Although you may have a variety of experiences in your meditation practice, it is easy to classify them into a few basic categories.
Your repetition of the So Hum mantra should be effortless. Silent repetition of the sound does not require clearly pronouncing it in your mind. Rather, have just a vague sense of the mantra, as a vibration, an impulse, or a subtle sound. Listen for its sound more than feel the pressure to articulate it. Whenever the mantra appears to be changing in its rate, rhythm, or pronunciation, allow it to transform without controlling the process.
The most common complaint that new meditators express is that they are having too many thoughts. Thoughts are a natural component of meditation, and it is not possible to forcibly stop thinking. There will be many times in every meditation during which your mind drifts off the mantra to thoughts. You may find yourself thinking about something that has happened in the past or something you are anticipating happening in the future. You may find yourself thinking about sensations in your body or sounds in your environment.
During this period of meditation, when you become aware that your attention has drifted away from the mantra, easily shift it back. Whether you are thinking about what you want for lunch, a movie you saw yesterday, an issue at work, or some profound cosmic realization, when you recognize that you have drifted off into thinking about something—anything—gently, and without straining, return your attention to the mantra.
If your body is fatigued when it is time to meditate, you may drift off to sleep. Don't fight the urge to sleep. Meditation is an opportunity for your body/mind to rebalance, and if it needs to rest, allow it to do so. When you awaken, sit up and meditate, using your mantra, for about ten minutes.
If you find yourself falling asleep in most of your meditations, you are probably not getting enough rest at night. Restful sleep is an important component of a balanced lifestyle. Be sure that you are exercising regularly, avoiding unnecessary stimulants during the day, and eliminating alcohol from your diet, particularly before bed. Try to be in bed with the lights off by 10 p.m.

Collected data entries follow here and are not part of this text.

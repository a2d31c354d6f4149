//! Output writers for log reports.
//!
//! This module handles writing reports to disk as JSON and reading them back.

pub mod json;

// Re-export main functions
pub use json::{read_report, report_to_string, validate_output_path, write_report};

As your mind quiets during meditation, you will experience moments when there is the absence of thoughts with the retention of awareness. We call this experience going into the gap. There is no mantra, and there are no thoughts. The mind has temporarily relinquished its attachment to time and space and is immersed in the eternal, infinite realm of pure awareness. This is the experience sometimes known as samadhi. With regular practice, the expansive awareness that you glimpse during meditation begins to permeate your life outside of meditation. The relaxation you gain while meditating extends into your activity. The ability to consciously experience nonlocal and local awareness simultaneously is the essence of yoga—established in a state of unity consciousness while being fully engaged in the world of forms and phenomena.
All of the Seven Spiritual Laws are in play during meditation. The process is governed by the Law of Pure Potentiality, which takes your mind to the domain of all possibilities beyond thought. Allowing mental activity to come and go without restriction expresses the principle of the Law of Giving and Receiving. Not indulging in the meaning of the thoughts that arise allows you to transcend the Law of Karma. The core principle of meditation is the Law of Least Effort, for the nonlocal field of awareness is also the domain of least effort. The state of nonlocal awareness, beyond thought, time, space, and causality, cannot be accessed through force. You utilize the Law of Intention and Desire by having the intention to relinquish your need to control, resist, or anticipate during the practice of meditation. The Law of Detachment is essential, for the only way to get to the field of unbounded awareness is by letting go. Finally, the Law of Dharma is active because it is the nature of the mind to seek ever-expanding realms of bliss and wisdom. It is the dharma of the mind to expand during meditation. Letting go and allowing the process to proceed innocently is the proven technique of going beyond thought and quieting the mind.